Gustav Klimt, Beethoven Frieze: detail of Poetry, state before restoration, Photo: Federal Office of Monuments

Finally, as part of the general renovation of the Secession in 1985, a room was created in the basement for the Beethoven Frieze. The dimensions of this room were carefully chosen to allow for the optimum climate conditions required for the frieze’s conservation and make it possible to present the work separately from the Secession’s ongoing exhibition programming.

Excavations for the Klimt Room in the basement of Secession, Photo: Margherita Spiluttini

Since 1986, the wall cycle, on permanent loan to the Secession from the Österreichische Galerie Belvedere, has been on public display in the building for which it was originally created.

Contemporary Criticism

While many of Klimt’s fellow artists hailed the Beethoven Frieze with enthusiastic praise, the general public and the contemporary press frequently responded with indignation or even outrage.
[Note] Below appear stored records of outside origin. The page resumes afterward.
//! Detailed statistics: descriptive numbers for mood and energy, streaks
//! and volatility.

use serde::Serialize;

use crate::analytics::engine::{AnalyticsContext, Analyzer};
use crate::analytics::insight::Insight;
use crate::analytics::stats;
use crate::analytics::temporal::{time_span_days, Volatility};
use crate::types::Entry;

pub const MIN_ENTRIES: usize = 1;

const POSITIVE_MOOD: u8 = 6;
const NEGATIVE_MOOD: u8 = 4;

/// Descriptive statistics of one rating series.
#[derive(Debug, Clone, Copy, PartialEq, Serialize)]
pub struct SeriesStats {
    pub mean: f64,
    /// Upper median: the element at `n / 2` after sorting
    pub median: f64,
    /// Population standard deviation
    pub std_dev: f64,
    pub min: f64,
    pub max: f64,
}

impl SeriesStats {
    /// `None` for an empty series.
    pub fn from_values(values: &[f64]) -> Option<Self> {
        let mean = stats::mean(values)?;
        let std_dev = stats::std_dev(values)?;
        let mut sorted = values.to_vec();
        sorted.sort_by(f64::total_cmp);

        Some(Self {
            mean,
            median: sorted[sorted.len() / 2],
            std_dev,
            min: sorted[0],
            max: sorted[sorted.len() - 1],
        })
    }
}

/// Longest runs of good and bad mood, in the given order.
#[derive(Debug, Clone, Copy, Default, PartialEq, Eq, Serialize)]
pub struct Streaks {
    /// Consecutive entries with mood ≥ 6
    pub longest_positive: usize,
    /// Consecutive entries with mood ≤ 4
    pub longest_negative: usize,
}

impl Streaks {
    pub fn from_entries(entries: &[Entry]) -> Self {
        let mut streaks = Streaks::default();
        let (mut positive, mut negative) = (0usize, 0usize);

        for entry in entries {
            if entry.mood >= POSITIVE_MOOD {
                positive += 1;
                negative = 0;
            } else if entry.mood <= NEGATIVE_MOOD {
                negative += 1;
                positive = 0;
            } else {
                positive = 0;
                negative = 0;
            }
            streaks.longest_positive = streaks.longest_positive.max(positive);
            streaks.longest_negative = streaks.longest_negative.max(negative);
        }
        streaks
    }
}

#[derive(Debug, Clone, PartialEq, Serialize)]
pub struct DetailedStatistics {
    pub entry_count: usize,
    pub mood: SeriesStats,
    pub energy: SeriesStats,
    pub streaks: Streaks,
    /// Mean absolute mood change between neighbours; `None` for one entry
    pub volatility: Option<f64>,
    pub time_span_days: i64,
}

/// `None` for an empty collection.
pub fn detailed_statistics(entries: &[Entry]) -> Option<DetailedStatistics> {
    let moods: Vec<f64> = entries.iter().map(Entry::mood_f64).collect();
    let energies: Vec<f64> = entries.iter().map(Entry::energy_f64).collect();

    Some(DetailedStatistics {
        entry_count: entries.len(),
        mood: SeriesStats::from_values(&moods)?,
        energy: SeriesStats::from_values(&energies)?,
        streaks: Streaks::from_entries(entries),
        volatility: Volatility::from_entries(entries).map(|v| v.mean),
        time_span_days: time_span_days(entries),
    })
}

pub struct SummaryAnalyzer;

impl SummaryAnalyzer {
    pub fn new() -> Self {
        Self
    }
}

impl Default for SummaryAnalyzer {
    fn default() -> Self {
        Self::new()
    }
}

impl Analyzer for SummaryAnalyzer {
    fn name(&self) -> &str {
        "core.summary"
    }

    fn min_entries(&self) -> usize {
        MIN_ENTRIES
    }

    fn analyze(&self, entries: &[Entry], _ctx: &mut AnalyticsContext) -> Vec<Insight> {
        detailed_statistics(entries)
            .map(Insight::Statistics)
            .into_iter()
            .collect()
    }
}

#[cfg(test)]
mod tests {
    use super::*;
    use crate::analytics::testutil::{daily_entries, flat_entries};

    #[test]
    fn test_empty_has_no_statistics() {
        assert!(detailed_statistics(&[]).is_none());
    }

    #[test]
    fn test_single_entry() {
        let stats = detailed_statistics(&flat_entries(1, 7, 3)).unwrap();
        assert_eq!(stats.mood.mean, 7.0);
        assert_eq!(stats.mood.median, 7.0);
        assert_eq!(stats.energy.std_dev, 0.0);
        assert_eq!(stats.volatility, None);
        assert_eq!(stats.time_span_days, 0);
        assert_eq!(stats.streaks.longest_positive, 1);
    }

    #[test]
    fn test_series_stats() {
        let entries = daily_entries(&[(2, 5, ""), (8, 5, ""), (4, 5, ""), (6, 5, "")]);
        let stats = detailed_statistics(&entries).unwrap();
        assert_eq!(stats.mood.mean, 5.0);
        // sorted 2 4 6 8, upper median
        assert_eq!(stats.mood.median, 6.0);
        assert_eq!(stats.mood.std_dev, 5.0_f64.sqrt());
        assert_eq!(stats.mood.min, 2.0);
        assert_eq!(stats.mood.max, 8.0);
        assert_eq!(stats.time_span_days, 3);
        // changes 6, 4, 2
        assert_eq!(stats.volatility, Some(4.0));
    }

    #[test]
    fn test_streaks_follow_given_order() {
        let entries = daily_entries(&[
            (7, 5, ""),
            (6, 5, ""),
            (9, 5, ""),
            (5, 5, ""),
            (3, 5, ""),
            (4, 5, ""),
            (8, 5, ""),
            (1, 5, ""),
        ]);
        let streaks = Streaks::from_entries(&entries);
        assert_eq!(streaks.longest_positive, 3);
        assert_eq!(streaks.longest_negative, 2);
    }
}
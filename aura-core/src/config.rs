//! Configuration loading and management
//!
//! Configuration is loaded from `~/.config/aura/config.toml`
//!
//! This module follows the XDG Base Directory Specification:
//! - Config: `$XDG_CONFIG_HOME/aura/` (~/.config/aura/)
//! - Data: `$XDG_DATA_HOME/aura/` (~/.local/share/aura/)
//! - State/Logs: `$XDG_STATE_HOME/aura/` (~/.local/state/aura/)

use crate::error::{Error, Result};
use serde::Deserialize;
use std::path::PathBuf;

/// Returns a best-effort home directory path.
fn home_dir() -> PathBuf {
    std::env::var_os("HOME")
        .map(PathBuf::from)
        .or_else(dirs::home_dir)
        .unwrap_or_else(|| PathBuf::from("."))
}

/// Returns XDG_CONFIG_HOME or ~/.config
fn xdg_config_home() -> PathBuf {
    std::env::var("XDG_CONFIG_HOME")
        .map(PathBuf::from)
        .unwrap_or_else(|_| home_dir().join(".config"))
}

/// Returns XDG_DATA_HOME or ~/.local/share
fn xdg_data_home() -> PathBuf {
    std::env::var("XDG_DATA_HOME")
        .map(PathBuf::from)
        .unwrap_or_else(|_| home_dir().join(".local/share"))
}

/// Returns XDG_STATE_HOME or ~/.local/state
fn xdg_state_home() -> PathBuf {
    std::env::var("XDG_STATE_HOME")
        .map(PathBuf::from)
        .unwrap_or_else(|_| home_dir().join(".local/state"))
}

/// Main configuration struct
#[derive(Debug, Deserialize, Default)]
pub struct Config {
    /// Analytics configuration
    #[serde(default)]
    pub analytics: AnalyticsConfig,

    /// Remote aura report configuration
    #[serde(default)]
    pub report: ReportConfig,

    /// Entry storage configuration
    #[serde(default)]
    pub storage: StorageConfig,

    /// Logging configuration
    #[serde(default)]
    pub logging: LoggingConfig,
}

/// Analytics configuration
#[derive(Debug, Deserialize, Clone)]
pub struct AnalyticsConfig {
    /// Days ahead produced by each forecast model
    #[serde(default = "default_forecast_days")]
    pub forecast_days: u32,

    /// Days ahead produced by the weekly outlook
    #[serde(default = "default_outlook_days")]
    pub outlook_days: u32,

    /// Number of most frequent tags in the correlation matrix
    #[serde(default = "default_top_tags")]
    pub top_tags: usize,

    /// Maximum confidence scores reported
    #[serde(default = "default_max_confidence_scores")]
    pub max_confidence_scores: usize,

    /// Maximum pattern strength insights reported
    #[serde(default = "default_max_pattern_insights")]
    pub max_pattern_insights: usize,
}

impl Default for AnalyticsConfig {
    fn default() -> Self {
        Self {
            forecast_days: default_forecast_days(),
            outlook_days: default_outlook_days(),
            top_tags: default_top_tags(),
            max_confidence_scores: default_max_confidence_scores(),
            max_pattern_insights: default_max_pattern_insights(),
        }
    }
}

impl AnalyticsConfig {
    /// Validate configuration, returning error message if invalid
    pub fn validate(&self) -> Result<()> {
        if self.forecast_days == 0 || self.forecast_days > 90 {
            return Err(Error::Config(
                "analytics.forecast_days must be between 1 and 90".to_string(),
            ));
        }
        if self.outlook_days == 0 || self.outlook_days > 31 {
            return Err(Error::Config(
                "analytics.outlook_days must be between 1 and 31".to_string(),
            ));
        }
        Ok(())
    }
}

fn default_forecast_days() -> u32 {
    14
}

fn default_outlook_days() -> u32 {
    7
}

fn default_top_tags() -> usize {
    5
}

fn default_max_confidence_scores() -> usize {
    6
}

fn default_max_pattern_insights() -> usize {
    4
}

/// Remote aura report configuration
#[derive(Debug, Deserialize, Clone)]
pub struct ReportConfig {
    /// Analysis service base URL
    #[serde(default = "default_report_server_url")]
    pub server_url: String,

    /// HTTP request timeout in seconds
    #[serde(default = "default_report_timeout")]
    pub timeout_secs: u64,

    /// Entries required before a report is requested
    #[serde(default = "default_report_min_entries")]
    pub min_entries: usize,
}

impl Default for ReportConfig {
    fn default() -> Self {
        Self {
            server_url: default_report_server_url(),
            timeout_secs: default_report_timeout(),
            min_entries: default_report_min_entries(),
        }
    }
}

impl ReportConfig {
    /// Validate configuration, returning error message if invalid
    pub fn validate(&self) -> Result<()> {
        if self.server_url.trim().is_empty() {
            return Err(Error::Config(
                "report.server_url must not be empty".to_string(),
            ));
        }
        if !(self.server_url.starts_with("http://") || self.server_url.starts_with("https://")) {
            return Err(Error::Config(format!(
                "report.server_url must be an http(s) URL, got {}",
                self.server_url
            )));
        }
        if self.timeout_secs == 0 {
            return Err(Error::Config(
                "report.timeout_secs must be greater than 0".to_string(),
            ));
        }
        Ok(())
    }
}

fn default_report_server_url() -> String {
    "http://localhost:8000".to_string()
}

fn default_report_timeout() -> u64 {
    30
}

fn default_report_min_entries() -> usize {
    3
}

/// Entry storage configuration
#[derive(Debug, Deserialize, Clone)]
pub struct StorageConfig {
    /// Key under which the entry collection is stored
    #[serde(default = "default_storage_key")]
    pub key: String,
}

impl Default for StorageConfig {
    fn default() -> Self {
        Self {
            key: default_storage_key(),
        }
    }
}

fn default_storage_key() -> String {
    "aura-entries".to_string()
}

/// Logging configuration
#[derive(Debug, Deserialize)]
pub struct LoggingConfig {
    /// Log level (trace, debug, info, warn, error)
    #[serde(default = "default_log_level")]
    pub level: String,

    /// Maximum number of log files to keep
    #[serde(default = "default_max_log_files")]
    pub max_files: usize,
}

impl Default for LoggingConfig {
    fn default() -> Self {
        Self {
            level: default_log_level(),
            max_files: default_max_log_files(),
        }
    }
}

fn default_log_level() -> String {
    "info".to_string()
}

fn default_max_log_files() -> usize {
    5
}

impl Config {
    /// Load configuration from the default path
    pub fn load() -> Result<Self> {
        let config_path = Self::config_path();

        if !config_path.exists() {
            tracing::info!("No config file found at {:?}, using defaults", config_path);
            return Ok(Config::default());
        }

        Self::load_from(&config_path)
    }

    /// Load configuration from a specific path
    pub fn load_from(path: &PathBuf) -> Result<Self> {
        let content = std::fs::read_to_string(path)
            .map_err(|e| Error::Config(format!("failed to read config file {:?}: {}", path, e)))?;

        let config: Config = toml::from_str(&content)
            .map_err(|e| Error::Config(format!("failed to parse config: {}", e)))?;

        config.analytics.validate()?;
        config.report.validate()?;

        Ok(config)
    }

    /// Returns the default config file path
    ///
    /// `$XDG_CONFIG_HOME/aura/config.toml` (~/.config/aura/config.toml)
    pub fn config_path() -> PathBuf {
        xdg_config_home().join("aura").join("config.toml")
    }

    /// Returns the data directory path (for SQLite database)
    ///
    /// `$XDG_DATA_HOME/aura/` (~/.local/share/aura/)
    pub fn data_dir() -> PathBuf {
        xdg_data_home().join("aura")
    }

    /// Returns the state directory path (for logs)
    ///
    /// `$XDG_STATE_HOME/aura/` (~/.local/state/aura/)
    pub fn state_dir() -> PathBuf {
        xdg_state_home().join("aura")
    }

    /// Returns the database file path
    ///
    /// `$XDG_DATA_HOME/aura/data.db` (~/.local/share/aura/data.db)
    pub fn database_path() -> PathBuf {
        Self::data_dir().join("data.db")
    }

    /// Returns the log file path
    ///
    /// `$XDG_STATE_HOME/aura/aura.log` (~/.local/state/aura/aura.log)
    pub fn log_path() -> PathBuf {
        Self::state_dir().join("aura.log")
    }
}
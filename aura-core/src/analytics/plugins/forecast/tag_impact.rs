//! Tag impact model: recent recurring tags are assumed to recur, and their
//! attributed impacts are added onto a recent baseline.

use chrono::NaiveDate;

use super::{horizon, DayPrediction, ForecastKind, ForecastModel};
use crate::analytics::tags::{recurring_tags, tag_impacts, TagImpact};
use crate::analytics::temporal::{mean_energy, mean_mood};
use crate::types::Entry;

const IMPACT_MIN_COUNT: usize = 2;
const RECENT_WINDOW: usize = 14;
const RECUR_MIN_COUNT: usize = 2;
const RECUR_LIMIT: usize = 3;
const BASELINE_WINDOW: usize = 7;

pub fn tag_impact_model(entries: &[Entry], as_of: NaiveDate, days: u32) -> Option<ForecastModel> {
    let baseline = &entries[..entries.len().min(BASELINE_WINDOW)];
    let baseline_mood = mean_mood(baseline)?;
    let baseline_energy = mean_energy(baseline)?;

    let impacts = tag_impacts(entries, IMPACT_MIN_COUNT);
    let expected: Vec<&TagImpact> = recurring_tags(entries, RECENT_WINDOW, RECUR_MIN_COUNT, RECUR_LIMIT)
        .iter()
        .filter_map(|tag| impacts.iter().find(|i| &i.tag == tag))
        .collect();

    let mood_adjustment: f64 = expected.iter().map(|i| i.mood_impact).sum();
    let energy_adjustment: f64 = expected.iter().map(|i| i.energy_impact).sum();
    let reasoning = if expected.is_empty() {
        "Baseline prediction".to_string()
    } else {
        expected
            .iter()
            .map(|i| format!("{}: {:+.1} mood", i.tag, i.mood_impact))
            .collect::<Vec<_>>()
            .join(", ")
    };

    let significant = impacts.len() as f64;
    let day_confidence = (significant / 10.0 * 0.8).min(0.8);
    let accuracy = (significant / 15.0 * 0.8).min(0.8);

    let mood = baseline_mood + mood_adjustment;
    let predictions = horizon(as_of, days)
        .map(|(_, date)| {
            DayPrediction::new(
                date,
                mood,
                baseline_energy + energy_adjustment,
                day_confidence,
                reasoning.clone(),
            )
            .with_risk(mood < 5.0, "Tag patterns suggest challenging period")
            .with_opportunity(mood > 7.0, "Positive tag patterns expected")
        })
        .collect();

    let top_positive = impacts
        .iter()
        .max_by(|a, b| a.mood_impact.total_cmp(&b.mood_impact))
        .map_or("None", |i| i.tag.as_str());
    let top_negative = impacts
        .iter()
        .min_by(|a, b| a.mood_impact.total_cmp(&b.mood_impact))
        .map_or("None", |i| i.tag.as_str());

    Some(ForecastModel::new(
        "Tag Impact Forecast",
        ForecastKind::PatternBased,
        accuracy,
        "Forecasts based on your personal tag patterns and their emotional impacts".to_string(),
        predictions,
        vec![
            format!("{} significant tags analyzed", impacts.len()),
            format!("Top positive tag: {}", top_positive),
            format!("Top negative tag: {}", top_negative),
            format!("Pattern recognition confidence: {:.0}%", accuracy * 100.0),
        ],
    ))
}
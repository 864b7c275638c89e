//! Weekly Outlook
//!
//! A day-by-day outlook for the coming week with risks, opportunities and
//! suggestions attached to each day.
//!
//! ## Prediction
//!
//! ```text
//! base      = weekday mean (overall mean when the weekday is unrecorded)
//! predicted = base + recent_trend · (days_ahead / 7) + cyclical_deviation(weekday)
//! ```
//!
//! The same adjustment is applied to mood and energy. Confidence is
//! `min(0.9, 0.15 · weekday_count + 0.3)`.
//!
//! Risks and opportunities are judged on the rounded prediction and look
//! at the 14 most recent entries; each list keeps at most two distinct
//! messages.

use chrono::{Datelike, NaiveDate};
use serde::Serialize;

use crate::analytics::engine::{AnalyticsContext, Analyzer};
use crate::analytics::insight::Insight;
use crate::analytics::stats::{percent, round1};
use crate::analytics::temporal::{recent_trend, WeekdayProfile};
use crate::types::{clamp_score, day_name, weekday_index, Entry};

use super::forecast::horizon;

/// Entries needed before an outlook is produced.
pub const MIN_ENTRIES: usize = 7;

const TREND_WINDOW: usize = 5;
const RECENT_WINDOW: usize = 14;
const MAX_NOTES: usize = 2;

const STRESS_TAGS: &[&str] = &["stress", "deadline", "conflict", "overwhelm", "poor-sleep"];
const POSITIVE_TAGS: &[&str] = &["productive", "creative", "flow", "social", "exercise", "hobby"];

/// One day of the outlook.
#[derive(Debug, Clone, PartialEq, Serialize)]
pub struct OutlookDay {
    pub date: NaiveDate,
    pub day_name: String,
    pub mood: f64,
    pub energy: f64,
    /// Whole percent
    pub confidence: u8,
    pub risks: Vec<String>,
    pub opportunities: Vec<String>,
    pub suggestions: Vec<String>,
}

/// Outlook for the `days` days after `as_of`. Empty below [`MIN_ENTRIES`].
pub fn weekly_outlook(entries: &[Entry], as_of: NaiveDate, days: u32) -> Vec<OutlookDay> {
    if entries.len() < MIN_ENTRIES {
        return Vec::new();
    }
    let Some(profile) = WeekdayProfile::from_entries(entries) else {
        return Vec::new();
    };
    let trend = recent_trend(entries, TREND_WINDOW);
    let recent = &entries[..entries.len().min(RECENT_WINDOW)];

    horizon(as_of, days)
        .map(|(i, date)| {
            let day = weekday_index(date.weekday());
            let bucket = profile.bucket(day);
            let adjustment = trend * (i as f64 / 7.0) + profile.cyclical_deviation(day);

            let mood = round1(clamp_score(
                bucket.mean_mood().unwrap_or(profile.overall_mood()) + adjustment,
            ));
            let energy = round1(clamp_score(
                bucket.mean_energy().unwrap_or(profile.overall_energy()) + adjustment,
            ));
            let confidence = (0.15 * bucket.count as f64 + 0.3).min(0.9);
            let name = day_name(day);

            OutlookDay {
                date,
                day_name: name.to_string(),
                mood,
                energy,
                confidence: percent(confidence),
                risks: risks(mood, energy, recent),
                opportunities: opportunities(mood, energy, recent),
                suggestions: suggestions(mood, energy, name),
            }
        })
        .collect()
}

fn matches_any(tag: &str, vocabulary: &[&str]) -> bool {
    vocabulary.iter().any(|v| tag.eq_ignore_ascii_case(v))
}

/// Keep the first [`MAX_NOTES`] distinct messages.
fn distinct(messages: Vec<String>) -> Vec<String> {
    let mut kept: Vec<String> = Vec::new();
    for message in messages {
        if kept.len() == MAX_NOTES {
            break;
        }
        if !kept.contains(&message) {
            kept.push(message);
        }
    }
    kept
}

fn risks(mood: f64, energy: f64, recent: &[Entry]) -> Vec<String> {
    let mut risks = Vec::new();
    if mood < 5.0 {
        risks.push("Predicted low mood - vulnerability window.".to_string());
    }
    if energy < 4.0 {
        risks.push("Low energy predicted - risk of burnout.".to_string());
    }
    let stressed = recent
        .iter()
        .any(|e| e.tags.iter().any(|t| matches_any(t, STRESS_TAGS)));
    if stressed && (mood < 6.0 || energy < 5.0) {
        risks.push("Recent stressors may impact predicted state.".to_string());
    }
    distinct(risks)
}

fn opportunities(mood: f64, energy: f64, recent: &[Entry]) -> Vec<String> {
    let mut found = Vec::new();
    if mood >= 7.0 || energy >= 7.0 {
        for entry in recent {
            if entry.mood >= 7 && entry.energy >= 7 {
                found.push(format!(
                    "Recall positive factors from {}.",
                    entry.timestamp.format("%b %-d")
                ));
            }
            let positive: Vec<&str> = entry
                .unique_tags()
                .into_iter()
                .filter(|t| matches_any(t, POSITIVE_TAGS))
                .collect();
            if !positive.is_empty() {
                found.push(format!("Tap into past {} activities.", positive.join("/")));
            }
        }
    }
    if mood >= 7.0 {
        found.push("High mood predicted - good for engaging tasks.".to_string());
    }
    if energy >= 7.0 {
        found.push("High energy window - ideal for physical activities.".to_string());
    }
    distinct(found)
}

fn suggestions(mood: f64, energy: f64, day_name: &str) -> Vec<String> {
    let mut out: Vec<&str> = Vec::new();
    if mood < 5.0 {
        out.extend(["Schedule gentle self-care activities", "Avoid making important decisions"]);
    } else if mood >= 7.0 {
        out.extend([
            "Perfect day for tackling challenging projects",
            "Schedule important conversations or meetings",
        ]);
    }
    if energy < 4.0 {
        out.extend(["Plan rest and recovery activities", "Avoid overscheduling"]);
    } else if energy >= 7.0 {
        out.extend([
            "Great day for exercise or physical activities",
            "Take on energy-demanding tasks",
        ]);
    }
    match day_name {
        "Monday" => out.push("Ease into the week with manageable goals"),
        "Friday" => out.push("Wrap up loose ends and celebrate progress"),
        _ => {}
    }
    out.into_iter().map(String::from).collect()
}

/// Analyzer wrapper for [`weekly_outlook`].
pub struct OutlookAnalyzer;

impl OutlookAnalyzer {
    pub fn new() -> Self {
        Self
    }
}

impl Default for OutlookAnalyzer {
    fn default() -> Self {
        Self::new()
    }
}

impl Analyzer for OutlookAnalyzer {
    fn name(&self) -> &str {
        "core.outlook"
    }

    fn min_entries(&self) -> usize {
        MIN_ENTRIES
    }

    fn analyze(&self, entries: &[Entry], ctx: &mut AnalyticsContext) -> Vec<Insight> {
        weekly_outlook(entries, ctx.as_of, ctx.config.outlook_days)
            .into_iter()
            .map(Insight::Outlook)
            .collect()
    }
}
//! Error types for aura-core

use thiserror::Error;

/// Main error type for the aura-core library
#[derive(Error, Debug)]
pub enum Error {
    /// Database error
    #[error("database error: {0}")]
    Database(#[from] rusqlite::Error),

    /// IO error
    #[error("IO error: {0}")]
    Io(#[from] std::io::Error),

    /// JSON parsing error
    #[error("JSON error: {0}")]
    Json(#[from] serde_json::Error),

    /// Configuration error
    #[error("configuration error: {0}")]
    Config(String),

    /// A check-in could not be turned into an entry
    #[error("invalid entry: {0}")]
    InvalidEntry(String),

    /// Not enough entries for an operation that refuses to run on less
    #[error("need at least {required} entries, have {actual}")]
    InsufficientEntries { required: usize, actual: usize },

    /// Remote aura report failure
    #[error("report error: {0}")]
    Report(String),
}

/// Result type alias for aura-core
pub type Result<T> = std::result::Result<T, Error>;
//! Smart interventions
//!
//! When the current mood drops more than two points below the mean of the
//! 7 most recent entries (by position), suggest a few concrete actions.
//! The social suggestion names the tag that lifts mood most in this journal.

use serde::Serialize;

use crate::analytics::engine::{AnalyticsContext, Analyzer};
use crate::analytics::insight::Insight;
use crate::analytics::stats;
use crate::analytics::tags::{tag_impacts, ImpactDirection};
use crate::types::Entry;

/// The analyzer reads the newest entry as the current mood.
pub const MIN_ENTRIES: usize = 1;

/// Entries averaged for the recent baseline.
pub const BASELINE_WINDOW: usize = 7;

/// Points below the baseline before suggestions appear.
pub const MOOD_DROP: f64 = 2.0;

#[derive(Debug, Clone, Copy, PartialEq, Eq, Serialize)]
#[serde(rename_all = "snake_case")]
pub enum InterventionTiming {
    Immediate,
    Scheduled,
    Social,
}

#[derive(Debug, Clone, Copy, PartialEq, Eq, Serialize)]
#[serde(rename_all = "snake_case")]
pub enum InterventionConfidence {
    High,
    Medium,
}

impl InterventionConfidence {
    pub fn as_str(&self) -> &'static str {
        match self {
            InterventionConfidence::High => "high",
            InterventionConfidence::Medium => "medium",
        }
    }
}

/// One suggested action.
#[derive(Debug, Clone, PartialEq, Serialize)]
pub struct Intervention {
    pub timing: InterventionTiming,
    pub text: String,
    pub confidence: InterventionConfidence,
    /// Recent baseline the current mood was compared against
    pub baseline_mood: f64,
}

/// Suggestions for `current_mood` against the first [`BASELINE_WINDOW`]
/// entries. Empty when the window is empty or the mood is not low enough.
pub fn interventions(entries: &[Entry], current_mood: f64) -> Vec<Intervention> {
    let window = &entries[..entries.len().min(BASELINE_WINDOW)];
    let moods: Vec<f64> = window.iter().map(Entry::mood_f64).collect();
    let Some(baseline) = stats::mean(&moods) else {
        return Vec::new();
    };
    if current_mood >= baseline - MOOD_DROP {
        return Vec::new();
    }

    let suggestion = |timing, text: String, confidence| Intervention {
        timing,
        text,
        confidence,
        baseline_mood: baseline,
    };

    let social = match strongest_boost(entries) {
        Some((tag, impact)) => suggestion(
            InterventionTiming::Social,
            format!("Your data shows {} boosts mood {:+.1} points", tag, impact),
            InterventionConfidence::High,
        ),
        None => suggestion(
            InterventionTiming::Social,
            "Reach out to someone you trust today".to_string(),
            InterventionConfidence::Medium,
        ),
    };

    vec![
        suggestion(
            InterventionTiming::Immediate,
            "Take 5 deep breaths".to_string(),
            InterventionConfidence::High,
        ),
        suggestion(
            InterventionTiming::Scheduled,
            "Schedule 20min walk for tomorrow morning".to_string(),
            InterventionConfidence::Medium,
        ),
        social,
    ]
}

/// Tag with the largest positive mood impact over at least two entries.
fn strongest_boost(entries: &[Entry]) -> Option<(String, f64)> {
    tag_impacts(entries, 2)
        .into_iter()
        .filter(|impact| impact.direction == ImpactDirection::Boosts)
        .max_by(|a, b| a.mood_impact.total_cmp(&b.mood_impact))
        .map(|impact| (impact.tag, impact.mood_impact))
}

/// Analyzer wrapper for [`interventions`], using the newest entry's mood.
pub struct InterventionsAnalyzer;

impl InterventionsAnalyzer {
    pub fn new() -> Self {
        Self
    }
}

impl Default for InterventionsAnalyzer {
    fn default() -> Self {
        Self::new()
    }
}

impl Analyzer for InterventionsAnalyzer {
    fn name(&self) -> &str {
        "core.interventions"
    }

    fn min_entries(&self) -> usize {
        MIN_ENTRIES
    }

    fn analyze(&self, entries: &[Entry], _ctx: &mut AnalyticsContext) -> Vec<Insight> {
        let Some(current) = entries.first() else {
            return Vec::new();
        };
        interventions(entries, current.mood_f64())
            .into_iter()
            .map(Insight::Intervention)
            .collect()
    }
}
Klimt’s art, which enjoys such widespread popularity today, was regarded by many of his contemporaries as incomprehensible, scandalous, and “obscene”.

Gustav Klimt, Beethoven Frieze: detail: Gorgons, in the background Sickness, Madness, and Death

In the case of the Beethoven Frieze, it was primarily the central wall with the “hostile forces” that elicited outrage: the depictions of Sickness, Madness, Death and the angular expressive figure of Gnawing Grief were decried as “images of madness and fixed ideas”, “pathological scenes”, and “shameless caricatures of the noble human figure”; the lewd eroticism of the Gorgons and the depictions of Lasciviousness and Wantonness was denounced by many as “painted pornography”.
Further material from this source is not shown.